When transcribing the entries, keep each one exactly as it is.

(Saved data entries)
■ ■ ■ ■ ■ ■ ■
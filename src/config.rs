//! Runtime configuration: provider endpoints, credentials and HTTP settings.
//!
//! Configuration comes from an optional YAML file; every field has a
//! default, so an empty file (or none at all) talks straight to the public
//! APIs. API keys are normally supplied through the environment (see
//! [`crate::cli::Cli`]) and are never compiled in.
//!
//! # Proxy mode
//!
//! Pointing the URLs at a server-side proxy that injects credentials and
//! leaving `api_key` unset keeps keys off the client entirely.
//!
//! ```yaml
//! request_timeout_secs: 15
//! providers:
//!   longform:
//!     search_url: https://news-proxy.internal/nyt/search
//!     headlines_url: https://news-proxy.internal/nyt/top
//!   regional:
//!     api_key: test
//! ```

use serde::{Deserialize, Serialize};
use std::collections::HashMap;
use std::path::Path;
use std::time::Duration;
use thiserror::Error;
use tracing::{info, instrument};
use url::Url;

use crate::models::ProviderId;

#[derive(Debug, Error)]
pub enum ConfigError {
    #[error("IO error reading config: {0}")]
    Io(#[from] std::io::Error),

    #[error("Invalid config YAML: {0}")]
    Yaml(#[from] serde_yaml::Error),

    #[error("Invalid {field} for {provider}: {source}")]
    InvalidUrl {
        provider: ProviderId,
        field: &'static str,
        source: url::ParseError,
    },
}

#[derive(Debug, Clone, Deserialize, Serialize)]
#[serde(default)]
pub struct Config {
    pub request_timeout_secs: u64,
    pub user_agent: String,
    /// Per-provider overrides keyed by provider name.
    pub providers: HashMap<ProviderId, ProviderConfig>,
}

/// Overrides for one provider; unset fields fall back to the public API.
#[derive(Debug, Clone, Default, Deserialize, Serialize)]
#[serde(default)]
pub struct ProviderConfig {
    pub search_url: Option<String>,
    pub headlines_url: Option<String>,
    pub key_param: Option<String>,
    pub api_key: Option<String>,
}

/// Fully resolved endpoint settings for one provider.
#[derive(Debug, Clone, PartialEq, Eq)]
pub struct Endpoint {
    pub search_url: Url,
    pub headlines_url: Url,
    pub key_param: String,
    pub api_key: Option<String>,
}

impl Default for Config {
    fn default() -> Self {
        Self {
            request_timeout_secs: 10,
            user_agent: concat!(env!("CARGO_PKG_NAME"), "/", env!("CARGO_PKG_VERSION")).to_string(),
            providers: HashMap::new(),
        }
    }
}

/// Public API defaults: (search URL, listing URL, key parameter).
fn public_endpoint(id: ProviderId) -> (&'static str, &'static str, &'static str) {
    match id {
        ProviderId::Headline => (
            "https://newsapi.org/v2/everything",
            "https://newsapi.org/v2/top-headlines?country=us",
            "apiKey",
        ),
        ProviderId::LongForm => (
            "https://api.nytimes.com/svc/search/v2/articlesearch.json",
            "https://api.nytimes.com/svc/topstories/v2/home.json",
            "api-key",
        ),
        ProviderId::Regional => (
            "https://content.guardianapis.com/search",
            "https://content.guardianapis.com/search",
            "api-key",
        ),
    }
}

impl Config {
    /// Load from `path`, or use defaults when no path is given.
    #[instrument(level = "info")]
    pub fn load(path: Option<&str>) -> Result<Self, ConfigError> {
        let Some(path) = path else {
            return Ok(Self::default());
        };
        let text = std::fs::read_to_string(Path::new(path))?;
        let config = Self::from_yaml(&text)?;
        info!(path, providers = config.providers.len(), "Loaded configuration");
        Ok(config)
    }

    pub fn from_yaml(text: &str) -> Result<Self, ConfigError> {
        if text.trim().is_empty() {
            return Ok(Self::default());
        }
        Ok(serde_yaml::from_str(text)?)
    }

    pub fn request_timeout(&self) -> Duration {
        Duration::from_secs(self.request_timeout_secs)
    }

    /// Set the API key for `id` if `key` is present and non-blank.
    pub fn set_api_key(&mut self, id: ProviderId, key: Option<String>) {
        if let Some(key) = key.filter(|k| !k.trim().is_empty()) {
            self.providers.entry(id).or_default().api_key = Some(key);
        }
    }

    pub fn endpoint(&self, id: ProviderId) -> Result<Endpoint, ConfigError> {
        let (search, headlines, key_param) = public_endpoint(id);
        let overrides = self.providers.get(&id).cloned().unwrap_or_default();
        let parse = |field: &'static str, raw: Option<String>, fallback: &str| {
            Url::parse(raw.as_deref().unwrap_or(fallback)).map_err(|source| ConfigError::InvalidUrl {
                provider: id,
                field,
                source,
            })
        };

        Ok(Endpoint {
            search_url: parse("search_url", overrides.search_url, search)?,
            headlines_url: parse("headlines_url", overrides.headlines_url, headlines)?,
            key_param: overrides.key_param.unwrap_or_else(|| key_param.to_string()),
            api_key: overrides.api_key.filter(|k| !k.trim().is_empty()),
        })
    }

    /// Resolve every provider up front so bad URLs fail at startup.
    pub fn endpoints(&self) -> Result<HashMap<ProviderId, Endpoint>, ConfigError> {
        ProviderId::ALL
            .into_iter()
            .map(|id| self.endpoint(id).map(|e| (id, e)))
            .collect()
    }
}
■ ■ ■ ■ ■ ■ ■
> **Answer section**:
filename src/config.rs
//! Runtime configuration: provider endpoints, credentials and HTTP settings.
//!
//! Configuration comes from an optional YAML file; every field has a
//! default, so an empty file (or none at all) talks straight to the public
//! APIs. API keys are normally supplied through the environment (see
//! [`crate::cli::Cli`]) and are never compiled in.
//!
//! # Proxy mode
//!
//! Pointing the URLs at a server-side proxy that injects credentials and
//! leaving `api_key` unset keeps keys off the client entirely.
//!
//! ```yaml
//! request_timeout_secs: 15
//! providers:
//!   longform:
//!     search_url: https://news-proxy.internal/nyt/search
//!     headlines_url: https://news-proxy.internal/nyt/top
//!   regional:
//!     api_key: test
//! ```

use serde::{Deserialize, Serialize};
use std::collections::HashMap;
use std::path::Path;
use std::time::Duration;
use thiserror::Error;
use tracing::{info, instrument};
use url::Url;

use crate::models::ProviderId;

#[derive(Debug, Error)]
pub enum ConfigError {
    #[error("IO error reading config: {0}")]
    Io(#[from] std::io::Error),

    #[error("Invalid config YAML: {0}")]
    Yaml(#[from] serde_yaml::Error),

    #[error("Invalid {field} for {provider}: {source}")]
    InvalidUrl {
        provider: ProviderId,
        field: &'static str,
        source: url::ParseError,
    },
}

#[derive(Debug, Clone, Deserialize, Serialize)]
#[serde(default)]
pub struct Config {
    pub request_timeout_secs: u64,
    pub user_agent: String,
    /// Per-provider overrides keyed by provider name.
    pub providers: HashMap<ProviderId, ProviderConfig>,
}

/// Overrides for one provider; unset fields fall back to the public API.
#[derive(Debug, Clone, Default, Deserialize, Serialize)]
#[serde(default)]
pub struct ProviderConfig {
    pub search_url: Option<String>,
    pub headlines_url: Option<String>,
    pub key_param: Option<String>,
    pub api_key: Option<String>,
}

/// Fully resolved endpoint settings for one provider.
#[derive(Debug, Clone, PartialEq, Eq)]
pub struct Endpoint {
    pub search_url: Url,
    pub headlines_url: Url,
    pub key_param: String,
    pub api_key: Option<String>,
}

impl Default for Config {
    fn default() -> Self {
        Self {
            request_timeout_secs: 10,
            user_agent: concat!(env!("CARGO_PKG_NAME"), "/", env!("CARGO_PKG_VERSION")).to_string(),
            providers: HashMap::new(),
        }
    }
}

/// Public API defaults: (search URL, listing URL, key parameter).
fn public_endpoint(id: ProviderId) -> (&'static str, &'static str, &'static str) {
    match id {
        ProviderId::Headline => (
            "https://newsapi.org/v2/everything",
            "https://newsapi.org/v2/top-headlines?country=us",
            "apiKey",
        ),
        ProviderId::LongForm => (
            "https://api.nytimes.com/svc/search/v2/articlesearch.json",
            "https://api.nytimes.com/svc/topstories/v2/home.json",
            "api-key",
        ),
        ProviderId::Regional => (
            "https://content.guardianapis.com/search",
            "https://content.guardianapis.com/search",
            "api-key",
        ),
    }
}

impl Config {
    /// Load from `path`, or use defaults when no path is given.
    #[instrument(level = "info")]
    pub fn load(path: Option<&str>) -> Result<Self, ConfigError> {
        let Some(path) = path else {
            return Ok(Self::default());
        };
        let text = std::fs::read_to_string(Path::new(path))?;
        let config = Self::from_yaml(&text)?;
        info!(path, providers = config.providers.len(), "Loaded configuration");
        Ok(config)
    }

    pub fn from_yaml(text: &str) -> Result<Self, ConfigError> {
        if text.trim().is_empty() {
            return Ok(Self::default());
        }
        Ok(serde_yaml::from_str(text)?)
    }

    pub fn request_timeout(&self) -> Duration {
        Duration::from_secs(self.request_timeout_secs)
    }

    /// Set the API key for `id` if `key` is present and non-blank.
    pub fn set_api_key(&mut self, id: ProviderId, key: Option<String>) {
        if let Some(key) = key.filter(|k| !k.trim().is_empty()) {
            self.providers.entry(id).or_default().api_key = Some(key);
        }
    }

    pub fn endpoint(&self, id: ProviderId) -> Result<Endpoint, ConfigError> {
        let (search, headlines, key_param) = public_endpoint(id);
        let overrides = self.providers.get(&id).cloned().unwrap_or_default();
        let parse = |field: &'static str, raw: Option<String>, fallback: &str| {
            Url::parse(raw.as_deref().unwrap_or(fallback)).map_err(|source| ConfigError::InvalidUrl {
                provider: id,
                field,
                source,
            })
        };

        Ok(Endpoint {
            search_url: parse("search_url", overrides.search_url, search)?,
            headlines_url: parse("headlines_url", overrides.headlines_url, headlines)?,
            key_param: overrides.key_param.unwrap_or_else(|| key_param.to_string()),
            api_key: overrides.api_key.filter(|k| !k.trim().is_empty()),
        })
    }

    /// Resolve every provider up front so bad URLs fail at startup.
    pub fn endpoints(&self) -> Result<HashMap<ProviderId, Endpoint>, ConfigError> {
        ProviderId::ALL
            .into_iter()
            .map(|id| self.endpoint(id).map(|e| (id, e)))
            .collect()
    }
}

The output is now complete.